The trees parted to a grassy clearing of dandelions — no lamb in sight. Everything was still under the enormous harvest moon, which was unusual for this time of year. I didn’t even remember seeing it. Cicadas quit whirring, and the grass was dry while my feet remained wet from the nervous sweat accumulated over my skin. I smelled something metallic, similar to ozone or gasoline. It stung my nose. And while I was sure the lamb’s cry came from this direction, nothing was here except a ringing like my house’s windchimes. I had to be a mile or two from home by now. I’d never been to this part of the forest because the fireflies stopped flitting around here. Did they go to sleep?

The ground rumbled again, and the metallic clinking crescendoed until a tall, lanky creature stalked into the clearing. As the black mass approached in jerky, patient movements, my throat tightened with nausea. It was taller than any bear but as thin as a human, crawling with rickety limbs. Rattling jars of fireflies hung from its waist, illuminating skin as pale and flaky as lichen. Its skull wore thinly-stretched human skin that bore no eyes, nose, or lips. Every sensory area was hollow except for more fireflies floating like pupils in the eye sockets. The mouth was the worst of all — a snake-like, unhinged jaw with another jar shoved inside, preventing it from closing. The object pushed the head to uncomfortably tilt back, causing the creature’s body to bend forward like a bird. Drool slid down the glass jar and dripped to the ground like a leaky pipe. 

It took every ounce of willpower to step backward. And I’d been hunting with Dad enough times to recognize this scene. Like a chess piece, I inched away again. One of us had to make a move, and my small frame was incredibly outmatched in this unfamiliar part of the woods. Now, the creature stopped. Now, I ran.

I might as well have been running on air with how light the dirt felt beneath me, especially with the titan chasing from behind. Every tree and landmark blurred past and sunk into the nightmarish landscape. My lungs and calves burned from the adrenaline as if saying, “you’re not dying here!” Again, my mind disagreed. I was being hunted by something beyond anything natural. And I’d only seen helicopters from a distance, but I could imagine the experience up-close for the first time.

A cool wind whisked my skin from behind despite my hot body temperature. I checked over my shoulder, where I saw the creature’s entirety in front of the harvest moon, unmasked from its cloak. Insect wings spanned from its back, allowing two insect arms and feet to dangle while two human arms reached out like a crucifix. The jars bumped and rang while it followed me through the lightless labyrinth of the backcountry. 

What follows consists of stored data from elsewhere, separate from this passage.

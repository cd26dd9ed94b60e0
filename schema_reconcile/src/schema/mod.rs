//! Schema model, datatypes, diffing and reconciliation

pub mod datatype;
pub mod diff;
pub mod reconciler;
pub mod types;

#[cfg(test)]
pub(crate) mod fixtures;

pub use datatype::{DatatypeCatalog, LogicalType, SqlDatatype};
pub use reconciler::{Capabilities, Reconciler};
pub use types::{
    ColumnDefinition, ConstraintDefinition, IndexDefinition, SchemaDefinition, TableDefinition,
};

My hunter crossed more ground than I could outrun and the buzzing closed in. Distracted, a root snagged my foot and slammed my right side into the dusty foliage, causing my head to pound from the impact. People felt bruises before they see them, and it felt like my brain got replaced with sloshing water. Stunned from the wipeout, I couldn’t move as the creature landed in front of me. Staring at its grotesque face and crooked, gumless teeth took my mind from the forming concussion. Its sharp hand extended, shiny with half-dried blood and white fur — a result of the lost lamb. Something poked into my leg, and it hurt when I tried to drag myself away.

I slowly rolled onto my back and reached into my pocket, where my camera lens was cracked. With a shaky hand, I raised it to the light catcher that stared into my soul with its cavernous eyes. I clicked the flash to capture the monstrosity. While it pondered my offering, time went from immediate to infinite.

“I can catch light too.”

Its large hand clawed my camera with a surgeon’s precision, close enough contact for me. The machine shuttered in rapid fury, erupting bright bursts between us. Small photo cards printed and fell like an autumn leaves. When the camera couldn’t print any more, the light catcher pushed it into its ribcage by ripping into its leathery skin, joining it to the most horrifying ecosystem I’d ever witnessed.

The light catcher receded into the shroud of endless trees — a glowing silhouette interrupting the dark as I stood to my feet and I pondered how long it lived in the woods behind my home, chiming on windless nights.